Related Effect Sizes
• Teaching problem solving – 0.63
• Study skills – 0.60
• Self-questioning – 0.64
• Classroom discussion –0.82
• Concept mapping – 0.64
This strategy is demonstrated when the teacher:
Provides students with specific strategies to set goals, and monitor and evaluate their learning progress
Assists students to identify and use strategies that support them to achieve learning goals
Demonstrates how to use a particular metacognitive strategy in ways that make content knowledge more accessible, malleable and intriguing
Uses a variety of learning and assessment strategies to scaffold and personalise the learning process
Provides support and scaffolding for tasks through checklists, self-questioning, student-teacher conferences and self-assessment
Uses ICT to increase student choice and flexible learning.
This strategy is NOT demonstrated when the teacher:
Gives students a choice of activities but does not explain how they can use specific strategies to achieve particular learning goals
Does not encourage students to take responsibility for their own learning, or for applying metacognitive strategies.
This strategy is demonstrated when students:
Have a repertoire of learning strategies and can select strategies appropriate for the learning goals
Reflect on their learning processes, self-assess and acknowledge the impact of effort on achievement
Actively seek out feedback because they value it as a way to improve understanding of how they learn
Are capable of self-regulation and proactively take control of, and responsibility for, their own learning.
Typical problems of practice in this area:
1. Metacognition is simply ‘thinking about thinking’. A large part of metacognition is actively monitoring one’s own learning and making changes to one’s own learning behaviours and strategies based on this monitoring.
2. Any strategy used while performing a cognitive task is metacognitive. Strategies used to make cognitive progress are ‘cognitive strategies’; strategies used to monitor cognitive progress are ‘metacognitive strategies’.
3. A teacher plays no role in their learners’ metacognitive practice. Although a metacognitive approach typically focuses on allowing the learner to take control of their own learning, the teacher is still required to help in the development of their metacognitive skills. For example, the teacher needs to set clear learning objectives, demonstrate and monitor metacognitive strategies, and prompt and encourage their learners.

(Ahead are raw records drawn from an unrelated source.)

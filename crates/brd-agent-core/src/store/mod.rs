//! Storage abstraction for BRD Agent.
//!
//! The [`Store`] trait defines every persistence operation the analysis
//! pipeline and chat responder need, so backends are pluggable: the
//! in-memory store here, or a future durable implementation keyed by the
//! same ids. Stores are constructor-injected into the orchestrator and
//! responder rather than reached through globals.
//!
//! Write discipline: jobs and results are mutated only by the orchestrator.
//! Readers (status polling, chat) never write, and a job's
//! `completed_steps` list is append-only via [`record_step`](Store::record_step).
//!
//! Implementations must be `Send + Sync` to work with async runtimes.

pub mod memory;

use anyhow::Result;
use async_trait::async_trait;

use crate::models::{AnalysisJob, AnalysisResult, Document, ResultSummary};

/// Abstract storage backend.
///
/// All operations are async (via `async-trait`); the in-memory
/// implementation returns immediately-ready futures.
///
/// | Method | Purpose |
/// |--------|---------|
/// | [`put_document`](Store::put_document) | Store a submitted document |
/// | [`get_document`](Store::get_document) | Fetch a document by id |
/// | [`create_job`](Store::create_job) | Register a new analysis job |
/// | [`get_job`](Store::get_job) | Fetch a job by id |
/// | [`record_step`](Store::record_step) | Append a completed step and update confidence |
/// | [`finish_job`](Store::finish_job) | Transition a job to its terminal state |
/// | [`put_result`](Store::put_result) | Store a completed analysis result |
/// | [`get_result`](Store::get_result) | Fetch a result by id |
/// | [`list_results`](Store::list_results) | List result summaries, newest first |
#[async_trait]
pub trait Store: Send + Sync {
    /// Store a submitted document. Documents are immutable once stored.
    async fn put_document(&self, doc: &Document) -> Result<()>;

    /// Fetch a document by id.
    async fn get_document(&self, id: &str) -> Result<Option<Document>>;

    /// Register a new analysis job in `Processing` state.
    async fn create_job(&self, job: &AnalysisJob) -> Result<()>;

    /// Fetch a job by id.
    async fn get_job(&self, id: &str) -> Result<Option<AnalysisJob>>;

    /// Append a completed step to a job and set its progress-derived
    /// confidence. Errors if the job is unknown or already complete.
    async fn record_step(&self, job_id: &str, step: &str, confidence: u8) -> Result<()>;

    /// Mark a job `Complete` with its result id and final confidence.
    /// Errors if the job is unknown; a second call on a completed job is
    /// rejected so the terminal state never changes.
    async fn finish_job(&self, job_id: &str, result_id: &str, confidence: u8) -> Result<()>;

    /// Store a completed analysis result. Results are write-once.
    async fn put_result(&self, result: &AnalysisResult) -> Result<()>;

    /// Fetch a full result by id.
    async fn get_result(&self, id: &str) -> Result<Option<AnalysisResult>>;

    /// List result summaries, newest first.
    async fn list_results(&self) -> Result<Vec<ResultSummary>>;
}
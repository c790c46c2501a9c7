//! JSON HTTP API.
//!
//! Exposes document submission, analysis orchestration, status polling,
//! result retrieval, and retrieval-augmented chat.
//!
//! # Endpoints
//!
//! | Method | Path | Description |
//! |--------|------|-------------|
//! | `POST` | `/api/documents` | Register pasted text or a meeting URL |
//! | `POST` | `/api/analyze/{doc_id}` | Start an analysis job |
//! | `GET`  | `/api/analysis/{job_id}/status` | Poll job progress |
//! | `GET`  | `/api/results` | List result summaries |
//! | `GET`  | `/api/results/{id}` | Full analysis result |
//! | `GET`  | `/api/results/{id}/insights` | Insights only |
//! | `POST` | `/api/results/{id}/chat` | Ask a question about a result |
//! | `GET`  | `/health` | Health check (returns version) |
//!
//! # Error Contract
//!
//! All error responses share one schema:
//!
//! ```json
//! { "error": { "code": "not_found", "message": "result abc not found" } }
//! ```
//!
//! Error codes: `bad_request` (400), `not_found` (404),
//! `upstream_unavailable` (502), `internal` (500). Analysis itself never
//! surfaces upstream failures — the pipeline degrades to fallback content —
//! so `upstream_unavailable` only appears on the chat path.
//!
//! # CORS
//!
//! All origins, methods, and headers are permitted to support browser-based
//! clients.

use axum::{
    extract::{Path, State},
    http::StatusCode,
    response::{IntoResponse, Response},
    routing::{get, post},
    Json, Router,
};
use serde::{Deserialize, Serialize};
use std::sync::Arc;
use tower_http::cors::{Any, CorsLayer};

use brd_agent_core::models::InputKind;
use brd_agent_core::store::Store;

use crate::analyze::{build_document, transcript_for_url, Analyzer, ANALYSIS_STEPS};
use crate::chat::Responder;
use crate::config::Config;

/// Shared application state passed to all route handlers.
#[derive(Clone)]
struct AppState {
    config: Arc<Config>,
    store: Arc<dyn Store>,
    analyzer: Analyzer,
    responder: Responder,
}

/// Start the HTTP server.
///
/// Binds to `[server].bind` and serves until the process terminates. The
/// store and model adapters are shared with the orchestrator and chat
/// responder constructed by the caller.
pub async fn run_server(
    config: &Config,
    store: Arc<dyn Store>,
    analyzer: Analyzer,
    responder: Responder,
) -> anyhow::Result<()> {
    let bind_addr = config.server.bind.clone();

    let state = AppState {
        config: Arc::new(config.clone()),
        store,
        analyzer,
        responder,
    };

    let cors = CorsLayer::new()
        .allow_origin(Any)
        .allow_methods(Any)
        .allow_headers(Any);

    let app = Router::new()
        .route("/api/documents", post(handle_submit_document))
        .route("/api/analyze/{doc_id}", post(handle_start_analysis))
        .route("/api/analysis/{job_id}/status", get(handle_job_status))
        .route("/api/results", get(handle_list_results))
        .route("/api/results/{id}", get(handle_get_result))
        .route("/api/results/{id}/insights", get(handle_get_insights))
        .route("/api/results/{id}/chat", post(handle_chat))
        .route("/health", get(handle_health))
        .layer(cors)
        .with_state(state);

    println!("BRD Agent listening on http://{}", bind_addr);

    let listener = tokio::net::TcpListener::bind(&bind_addr).await?;
    axum::serve(listener, app).await?;

    Ok(())
}

// ============ Error response ============

/// JSON error response body.
#[derive(Serialize)]
struct ErrorBody {
    error: ErrorDetail,
}

#[derive(Serialize)]
struct ErrorDetail {
    /// Machine-readable error code (e.g., `"bad_request"`, `"not_found"`).
    code: String,
    /// Human-readable error message.
    message: String,
}

/// Internal error type that converts into an HTTP response.
struct AppError {
    status: StatusCode,
    code: String,
    message: String,
}

impl IntoResponse for AppError {
    fn into_response(self) -> Response {
        let body = ErrorBody {
            error: ErrorDetail {
                code: self.code,
                message: self.message,
            },
        };
        (self.status, Json(body)).into_response()
    }
}

fn bad_request(message: impl Into<String>) -> AppError {
    AppError {
        status: StatusCode::BAD_REQUEST,
        code: "bad_request".to_string(),
        message: message.into(),
    }
}

fn not_found(message: impl Into<String>) -> AppError {
    AppError {
        status: StatusCode::NOT_FOUND,
        code: "not_found".to_string(),
        message: message.into(),
    }
}

fn upstream_unavailable(message: impl Into<String>) -> AppError {
    AppError {
        status: StatusCode::BAD_GATEWAY,
        code: "upstream_unavailable".to_string(),
        message: message.into(),
    }
}

fn internal(message: impl Into<String>) -> AppError {
    AppError {
        status: StatusCode::INTERNAL_SERVER_ERROR,
        code: "internal".to_string(),
        message: message.into(),
    }
}

/// Map a pipeline/chat error to the most appropriate status code, so
/// handlers can stay on plain `anyhow` errors internally.
fn classify_error(err: anyhow::Error) -> AppError {
    let msg = err.to_string();

    if msg.contains("not found") {
        not_found(msg)
    } else if msg.contains("must not be empty") || msg.contains("invalid") {
        bad_request(msg)
    } else if msg.contains("disabled")
        || msg.contains("GEMINI_API_KEY")
        || msg.contains("Gemini")
        || msg.contains("request failed")
    {
        upstream_unavailable(msg)
    } else {
        internal(msg)
    }
}

// ============ GET /health ============

#[derive(Serialize)]
struct HealthResponse {
    status: String,
    version: String,
}

async fn handle_health() -> Json<HealthResponse> {
    Json(HealthResponse {
        status: "ok".to_string(),
        version: env!("CARGO_PKG_VERSION").to_string(),
    })
}

// ============ POST /api/documents ============

/// Submission body: exactly one of `content` (pasted text) or `url`
/// (meeting link) must be present.
#[derive(Deserialize)]
#[serde(rename_all = "camelCase")]
struct SubmitDocumentRequest {
    content: Option<String>,
    url: Option<String>,
    #[serde(default = "default_channel")]
    channel: String,
    file_name: Option<String>,
}

fn default_channel() -> String {
    "email".to_string()
}

#[derive(Serialize)]
#[serde(rename_all = "camelCase")]
struct SubmitDocumentResponse {
    document_id: String,
    file_name: String,
    channel: String,
    message: String,
}

async fn handle_submit_document(
    State(state): State<AppState>,
    Json(req): Json<SubmitDocumentRequest>,
) -> Result<Json<SubmitDocumentResponse>, AppError> {
    let max_chars = state.config.analysis.max_content_chars;

    let doc = match (req.content, req.url) {
        (Some(content), None) => {
            if content.trim().is_empty() {
                return Err(bad_request("content must not be empty"));
            }
            let file_name = req
                .file_name
                .unwrap_or_else(|| "Pasted Text Snippet".to_string());
            build_document(file_name, req.channel, InputKind::Text, &content, max_chars)
        }
        (None, Some(url)) => {
            if url.trim().is_empty() {
                return Err(bad_request("url must not be empty"));
            }
            let transcript = transcript_for_url(&url);
            build_document(url, req.channel, InputKind::Url, &transcript, max_chars)
        }
        _ => return Err(bad_request("exactly one of content or url is required")),
    };

    state
        .store
        .put_document(&doc)
        .await
        .map_err(classify_error)?;

    Ok(Json(SubmitDocumentResponse {
        document_id: doc.id,
        file_name: doc.file_name,
        channel: doc.channel,
        message: "Data uploaded successfully. Ready for AI analysis.".to_string(),
    }))
}

// ============ POST /api/analyze/{doc_id} ============

#[derive(Serialize)]
#[serde(rename_all = "camelCase")]
struct StartAnalysisResponse {
    analysis_id: String,
    steps: Vec<String>,
    status: String,
}

async fn handle_start_analysis(
    State(state): State<AppState>,
    Path(doc_id): Path<String>,
) -> Result<Json<StartAnalysisResponse>, AppError> {
    let doc = state
        .store
        .get_document(&doc_id)
        .await
        .map_err(classify_error)?
        .ok_or_else(|| not_found(format!("document {} not found", doc_id)))?;

    let job_id = state.analyzer.submit(&doc).await.map_err(classify_error)?;

    Ok(Json(StartAnalysisResponse {
        analysis_id: job_id,
        steps: ANALYSIS_STEPS.iter().map(|s| s.to_string()).collect(),
        status: "processing".to_string(),
    }))
}

// ============ GET /api/analysis/{job_id}/status ============

async fn handle_job_status(
    State(state): State<AppState>,
    Path(job_id): Path<String>,
) -> Result<Json<serde_json::Value>, AppError> {
    let job = state
        .store
        .get_job(&job_id)
        .await
        .map_err(classify_error)?
        .ok_or_else(|| not_found(format!("analysis {} not found", job_id)))?;

    serde_json::to_value(&job)
        .map(Json)
        .map_err(|e| internal(e.to_string()))
}

// ============ GET /api/results ============

async fn handle_list_results(
    State(state): State<AppState>,
) -> Result<Json<serde_json::Value>, AppError> {
    let summaries = state.store.list_results().await.map_err(classify_error)?;
    Ok(Json(serde_json::json!({ "results": summaries })))
}

// ============ GET /api/results/{id} ============

async fn handle_get_result(
    State(state): State<AppState>,
    Path(id): Path<String>,
) -> Result<Json<serde_json::Value>, AppError> {
    let result = state
        .store
        .get_result(&id)
        .await
        .map_err(classify_error)?
        .ok_or_else(|| not_found(format!("result {} not found", id)))?;

    serde_json::to_value(&result)
        .map(Json)
        .map_err(|e| internal(e.to_string()))
}

// ============ GET /api/results/{id}/insights ============

async fn handle_get_insights(
    State(state): State<AppState>,
    Path(id): Path<String>,
) -> Result<Json<serde_json::Value>, AppError> {
    let result = state
        .store
        .get_result(&id)
        .await
        .map_err(classify_error)?
        .ok_or_else(|| not_found(format!("result {} not found", id)))?;

    serde_json::to_value(&result.insights)
        .map(Json)
        .map_err(|e| internal(e.to_string()))
}

// ============ POST /api/results/{id}/chat ============

#[derive(Deserialize)]
struct ChatRequest {
    message: String,
}

#[derive(Serialize)]
struct ChatResponse {
    reply: String,
}

async fn handle_chat(
    State(state): State<AppState>,
    Path(id): Path<String>,
    Json(req): Json<ChatRequest>,
) -> Result<Json<ChatResponse>, AppError> {
    let reply = state
        .responder
        .answer(&id, &req.message)
        .await
        .map_err(classify_error)?;

    Ok(Json(ChatResponse { reply }))
}
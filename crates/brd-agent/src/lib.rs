//! # BRD Agent
//!
//! An AI-assisted pipeline that turns unstructured project communications
//! (pasted text, plain-text files, meeting transcripts) into structured
//! business requirements, with an embedding-based retrieval layer for
//! grounded follow-up chat over the source document.
//!
//! ## Architecture
//!
//! ```text
//! ┌────────────┐   ┌───────────────────┐   ┌───────────┐
//! │ Submission │──▶│ Analysis pipeline │──▶│  Store    │
//! │ text/url   │   │ chunk·embed·LLM   │   │ in-memory │
//! └────────────┘   └───────────────────┘   └─────┬─────┘
//!                                                │
//!                             ┌──────────────────┤
//!                             ▼                  ▼
//!                        ┌─────────┐       ┌──────────┐
//!                        │   CLI   │       │   HTTP   │
//!                        │  (brd)  │       │  (JSON)  │
//!                        └─────────┘       └──────────┘
//! ```
//!
//! ## Modules
//!
//! | Module | Purpose |
//! |--------|---------|
//! | [`config`] | TOML configuration parsing |
//! | [`generation`] | Generative-model provider abstraction |
//! | [`embedding`] | Embedding provider abstraction |
//! | [`analyze`] | Analysis orchestration |
//! | [`chat`] | Retrieval-augmented chat |
//! | [`progress`] | Analysis progress reporting |
//! | [`server`] | JSON HTTP server |
//!
//! Pure logic (models, chunking, ranking, insight parsing, the store
//! trait) lives in the `brd-agent-core` crate.

pub mod analyze;
pub mod chat;
pub mod config;
pub mod embedding;
pub mod generation;
pub mod progress;
pub mod server;
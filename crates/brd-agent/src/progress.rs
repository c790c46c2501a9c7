//! Analysis progress reporting.
//!
//! Reports observable progress while an analysis job runs so CLI users see
//! which phase is active and how the embedding pass went. Progress is
//! emitted on **stderr** so stdout remains parseable for scripts.

use std::io::Write;

/// A single progress event from the orchestrator's step loop.
#[derive(Clone, Debug)]
pub enum AnalysisEvent {
    /// A paced pipeline step finished.
    StepCompleted {
        job_id: String,
        step: String,
        completed: usize,
        total: usize,
    },
    /// The embedding pass finished.
    Embedded {
        job_id: String,
        embedded: usize,
        skipped: usize,
    },
    /// A generation stage degraded to its deterministic fallback.
    FellBack { job_id: String, stage: &'static str },
    /// The job reached its terminal state.
    Completed {
        job_id: String,
        result_id: String,
        confidence: u8,
    },
}

/// Reports analysis progress. Implementations write to stderr (human or JSON).
pub trait AnalysisProgress: Send + Sync {
    /// Emit a progress event. Called from the orchestrator task.
    fn report(&self, event: AnalysisEvent);
}

/// Human-friendly progress on stderr:
/// `analyze 3f2a…  step 4/6  Extracting Requirements`.
pub struct StderrProgress;

impl AnalysisProgress for StderrProgress {
    fn report(&self, event: AnalysisEvent) {
        let line = match &event {
            AnalysisEvent::StepCompleted {
                job_id,
                step,
                completed,
                total,
            } => format!("analyze {}  step {}/{}  {}\n", job_id, completed, total, step),
            AnalysisEvent::Embedded {
                job_id,
                embedded,
                skipped,
            } => format!(
                "analyze {}  embedded {} chunks ({} skipped)\n",
                job_id, embedded, skipped
            ),
            AnalysisEvent::FellBack { job_id, stage } => {
                format!("analyze {}  {} fell back to canned content\n", job_id, stage)
            }
            AnalysisEvent::Completed {
                job_id,
                result_id,
                confidence,
            } => format!(
                "analyze {}  complete  result {}  confidence {}\n",
                job_id, result_id, confidence
            ),
        };
        let _ = std::io::stderr().lock().write_all(line.as_bytes());
        let _ = std::io::stderr().lock().flush();
    }
}

/// Machine-readable progress: one JSON object per line on stderr.
pub struct JsonProgress;

impl AnalysisProgress for JsonProgress {
    fn report(&self, event: AnalysisEvent) {
        let obj = match &event {
            AnalysisEvent::StepCompleted {
                job_id,
                step,
                completed,
                total,
            } => serde_json::json!({
                "event": "step",
                "job": job_id,
                "step": step,
                "completed": completed,
                "total": total
            }),
            AnalysisEvent::Embedded {
                job_id,
                embedded,
                skipped,
            } => serde_json::json!({
                "event": "embedded",
                "job": job_id,
                "embedded": embedded,
                "skipped": skipped
            }),
            AnalysisEvent::FellBack { job_id, stage } => serde_json::json!({
                "event": "fallback",
                "job": job_id,
                "stage": stage
            }),
            AnalysisEvent::Completed {
                job_id,
                result_id,
                confidence,
            } => serde_json::json!({
                "event": "complete",
                "job": job_id,
                "result": result_id,
                "confidence": confidence
            }),
        };
        if let Ok(line) = serde_json::to_string(&obj) {
            let _ = writeln!(std::io::stderr().lock(), "{}", line);
            let _ = std::io::stderr().lock().flush();
        }
    }
}

/// No-op reporter when progress is disabled (the server default).
pub struct NoProgress;

impl AnalysisProgress for NoProgress {
    fn report(&self, _event: AnalysisEvent) {}
}

/// Progress mode for the CLI: off, human (stderr), or JSON (stderr).
#[derive(Clone, Copy, Debug, Eq, PartialEq)]
pub enum ProgressMode {
    Off,
    Human,
    Json,
}

impl ProgressMode {
    /// Default: human progress when stderr is a TTY, otherwise off.
    pub fn default_for_tty() -> Self {
        if atty::is(atty::Stream::Stderr) {
            ProgressMode::Human
        } else {
            ProgressMode::Off
        }
    }

    /// Build a reporter for this mode.
    pub fn reporter(&self) -> std::sync::Arc<dyn AnalysisProgress> {
        match self {
            ProgressMode::Off => std::sync::Arc::new(NoProgress),
            ProgressMode::Human => std::sync::Arc::new(StderrProgress),
            ProgressMode::Json => std::sync::Arc::new(JsonProgress),
        }
    }
}
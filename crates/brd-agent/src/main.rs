//! # BRD Agent CLI (`brd`)
//!
//! The `brd` binary is the primary interface for BRD Agent. It can run the
//! JSON HTTP server or perform a one-shot analysis of a local text file.
//!
//! ## Usage
//!
//! ```bash
//! brd --config ./config/brd.toml <command>
//! ```
//!
//! ## Commands
//!
//! | Command | Description |
//! |---------|-------------|
//! | `brd serve` | Start the JSON HTTP server |
//! | `brd analyze <path>` | Analyze a plain-text file and print the result |
//! | `brd analyze --text "..."` | Analyze inline text |
//!
//! ## Examples
//!
//! ```bash
//! # Start the HTTP server
//! brd serve --config ./config/brd.toml
//!
//! # Analyze a meeting-notes file and ask a follow-up question
//! brd analyze notes.txt --channel meeting --ask "what is the uptime requirement?"
//!
//! # Analyze pasted text, machine-readable output
//! brd analyze --text "We need 99.9% uptime and OTP login." --json
//! ```

mod analyze;
mod chat;
mod config;
mod embedding;
mod generation;
mod progress;
mod server;

use anyhow::{bail, Result};
use clap::{Parser, Subcommand};
use std::path::PathBuf;
use std::sync::Arc;

use brd_agent_core::models::InputKind;
use brd_agent_core::store::memory::MemoryStore;
use brd_agent_core::store::Store;

use crate::analyze::{build_document, Analyzer};
use crate::chat::Responder;
use crate::config::Config;
use crate::progress::{NoProgress, ProgressMode};

/// BRD Agent — extract structured business requirements from project
/// communications and chat over the source with retrieval-augmented
/// context.
#[derive(Parser)]
#[command(
    name = "brd",
    about = "BRD Agent — AI-assisted business requirements extraction and retrieval",
    version,
    long_about = "BRD Agent ingests project communications (pasted text, plain-text files, \
    meeting transcripts), extracts structured business requirements with a generative model, \
    and serves the results with an embedding-based retrieval layer for grounded follow-up chat."
)]
struct Cli {
    /// Path to configuration file (TOML).
    ///
    /// All provider, analysis, and server settings are read from this
    /// file; missing sections fall back to built-in defaults.
    #[arg(long, global = true, default_value = "./config/brd.toml")]
    config: PathBuf,

    #[command(subcommand)]
    command: Commands,
}

/// Top-level CLI commands.
#[derive(Subcommand)]
enum Commands {
    /// Start the JSON HTTP server.
    ///
    /// Serves document submission, analysis orchestration, status polling,
    /// result retrieval, and chat on the configured bind address.
    Serve,

    /// Analyze a communication and print the extracted requirements.
    ///
    /// Runs the full pipeline in-process (chunk, embed, extract, render)
    /// and prints the insights and narrative document. With `--ask`, also
    /// answers follow-up questions against the fresh result.
    Analyze {
        /// Path to a plain-text file to analyze.
        path: Option<PathBuf>,

        /// Analyze this text instead of reading a file.
        #[arg(long, conflicts_with = "path")]
        text: Option<String>,

        /// Communication channel tag recorded with the document.
        #[arg(long, default_value = "email")]
        channel: String,

        /// Follow-up question answered against the analysis result.
        /// May be repeated.
        #[arg(long)]
        ask: Vec<String>,

        /// Print the full analysis result as JSON instead of a summary.
        #[arg(long)]
        json: bool,

        /// Progress reporting on stderr: `human`, `json`, or `off`.
        /// Defaults to `human` when stderr is a terminal.
        #[arg(long)]
        progress: Option<String>,
    },
}

#[tokio::main]
async fn main() -> Result<()> {
    let cli = Cli::parse();
    let config = config::load_config(&cli.config)?;

    match cli.command {
        Commands::Serve => run_serve(&config).await,
        Commands::Analyze {
            path,
            text,
            channel,
            ask,
            json,
            progress,
        } => run_analyze(&config, path, text, channel, ask, json, progress).await,
    }
}

async fn run_serve(config: &Config) -> Result<()> {
    let store: Arc<dyn Store> = Arc::new(MemoryStore::new());
    let embedder = embedding::create_embedder(&config.embedding)?;
    let generator = generation::create_generator(&config.generation)?;

    let analyzer = Analyzer::new(
        store.clone(),
        embedder.clone(),
        generator.clone(),
        config.analysis.clone(),
        Arc::new(NoProgress),
    );
    let responder = Responder::new(
        store.clone(),
        embedder,
        generator,
        config.analysis.context_top_k,
    );

    server::run_server(config, store, analyzer, responder).await
}

#[allow(clippy::too_many_arguments)]
async fn run_analyze(
    config: &Config,
    path: Option<PathBuf>,
    text: Option<String>,
    channel: String,
    ask: Vec<String>,
    json: bool,
    progress: Option<String>,
) -> Result<()> {
    let (content, file_name, kind) = match (path, text) {
        (Some(path), None) => {
            let content = std::fs::read_to_string(&path)
                .map_err(|e| anyhow::anyhow!("Failed to read {}: {}", path.display(), e))?;
            let name = path
                .file_name()
                .map(|n| n.to_string_lossy().to_string())
                .unwrap_or_else(|| path.display().to_string());
            (content, name, InputKind::File)
        }
        (None, Some(text)) => (text, "Pasted Text Snippet".to_string(), InputKind::Text),
        _ => bail!("Provide a file path or --text"),
    };

    let mode = match progress.as_deref() {
        None => ProgressMode::default_for_tty(),
        Some("human") => ProgressMode::Human,
        Some("json") => ProgressMode::Json,
        Some("off") => ProgressMode::Off,
        Some(other) => bail!("Unknown progress mode: {}. Use human, json, or off.", other),
    };

    let store: Arc<dyn Store> = Arc::new(MemoryStore::new());
    let embedder = embedding::create_embedder(&config.embedding)?;
    let generator = generation::create_generator(&config.generation)?;

    let analyzer = Analyzer::new(
        store.clone(),
        embedder.clone(),
        generator.clone(),
        config.analysis.clone(),
        mode.reporter(),
    );

    let doc = build_document(
        file_name,
        channel,
        kind,
        &content,
        config.analysis.max_content_chars,
    );
    store.put_document(&doc).await?;

    let (job_id, result_id) = analyzer.analyze_now(&doc).await?;
    let result = store
        .get_result(&result_id)
        .await?
        .ok_or_else(|| anyhow::anyhow!("result {} not found after analysis", result_id))?;

    if json {
        println!("{}", serde_json::to_string_pretty(&result)?);
    } else {
        println!("analysis complete");
        println!("  job: {}", job_id);
        println!("  result: {}", result.id);
        println!("  confidence: {}", result.insights.confidence_score);
        println!("  project: {}", result.insights.project_name);
        println!(
            "  functional requirements: {}",
            result.insights.functional_requirements.len()
        );
        println!(
            "  non-functional requirements: {}",
            result.insights.non_functional_requirements.len()
        );
        println!("  vector records: {}", result.records.len());
        println!();
        println!("{}", result.narrative);
    }

    if !ask.is_empty() {
        let responder = Responder::new(
            store.clone(),
            embedder,
            generator,
            config.analysis.context_top_k,
        );
        for question in ask {
            println!();
            println!("Q: {}", question);
            match responder.answer(&result.id, &question).await {
                Ok(reply) => println!("A: {}", reply),
                Err(e) => eprintln!("Warning: chat failed: {}", e),
            }
        }
    }

    Ok(())
}
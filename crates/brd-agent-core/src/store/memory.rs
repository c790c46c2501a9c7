//! In-memory [`Store`] implementation.
//!
//! `HashMap`s behind `std::sync::RwLock` for thread safety. This is the
//! production store for the single-process deployment model (durability
//! across restarts is out of scope) and the default store in tests.

use std::collections::HashMap;
use std::sync::RwLock;

use anyhow::{bail, Result};
use async_trait::async_trait;

use crate::models::{AnalysisJob, AnalysisResult, Document, JobStatus, ResultSummary};

use super::Store;

/// In-memory store guarding each collection with its own lock.
pub struct MemoryStore {
    docs: RwLock<HashMap<String, Document>>,
    jobs: RwLock<HashMap<String, AnalysisJob>>,
    results: RwLock<HashMap<String, AnalysisResult>>,
}

impl MemoryStore {
    pub fn new() -> Self {
        Self {
            docs: RwLock::new(HashMap::new()),
            jobs: RwLock::new(HashMap::new()),
            results: RwLock::new(HashMap::new()),
        }
    }
}

impl Default for MemoryStore {
    fn default() -> Self {
        Self::new()
    }
}

#[async_trait]
impl Store for MemoryStore {
    async fn put_document(&self, doc: &Document) -> Result<()> {
        self.docs
            .write()
            .unwrap()
            .insert(doc.id.clone(), doc.clone());
        Ok(())
    }

    async fn get_document(&self, id: &str) -> Result<Option<Document>> {
        Ok(self.docs.read().unwrap().get(id).cloned())
    }

    async fn create_job(&self, job: &AnalysisJob) -> Result<()> {
        self.jobs
            .write()
            .unwrap()
            .insert(job.id.clone(), job.clone());
        Ok(())
    }

    async fn get_job(&self, id: &str) -> Result<Option<AnalysisJob>> {
        Ok(self.jobs.read().unwrap().get(id).cloned())
    }

    async fn record_step(&self, job_id: &str, step: &str, confidence: u8) -> Result<()> {
        let mut jobs = self.jobs.write().unwrap();
        let job = match jobs.get_mut(job_id) {
            Some(j) => j,
            None => bail!("job {} not found", job_id),
        };
        if job.status == JobStatus::Complete {
            bail!("job {} is already complete", job_id);
        }
        job.completed_steps.push(step.to_string());
        job.confidence = confidence;
        Ok(())
    }

    async fn finish_job(&self, job_id: &str, result_id: &str, confidence: u8) -> Result<()> {
        let mut jobs = self.jobs.write().unwrap();
        let job = match jobs.get_mut(job_id) {
            Some(j) => j,
            None => bail!("job {} not found", job_id),
        };
        if job.status == JobStatus::Complete {
            bail!("job {} is already complete", job_id);
        }
        job.status = JobStatus::Complete;
        job.result_id = Some(result_id.to_string());
        job.confidence = confidence;
        Ok(())
    }

    async fn put_result(&self, result: &AnalysisResult) -> Result<()> {
        self.results
            .write()
            .unwrap()
            .insert(result.id.clone(), result.clone());
        Ok(())
    }

    async fn get_result(&self, id: &str) -> Result<Option<AnalysisResult>> {
        Ok(self.results.read().unwrap().get(id).cloned())
    }

    async fn list_results(&self) -> Result<Vec<ResultSummary>> {
        let mut summaries: Vec<ResultSummary> = self
            .results
            .read()
            .unwrap()
            .values()
            .map(|r| r.summary())
            .collect();
        summaries.sort_by(|a, b| b.created_at.cmp(&a.created_at).then(a.id.cmp(&b.id)));
        Ok(summaries)
    }
}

4. Metacognition is only applicable to older learners Findings include children as young as 18 months demonstrating error-correction strategies, 5-year-old children showing an awareness of forgetting, and 3 to 5-year-olds exhibiting a wide range of verbal and non-verbal indicators of metacognitive processes in nursery and reception classrooms. These studies demonstrate that although young children may not be able to describe the metacognitive processes they are exhibiting, it does not mean that these processes are not occurring.
Possible LfL questions to ask students
JS: What are the different ways that you get a chance to reflect on your learning so you know what you what you now know and what you still need to grow in?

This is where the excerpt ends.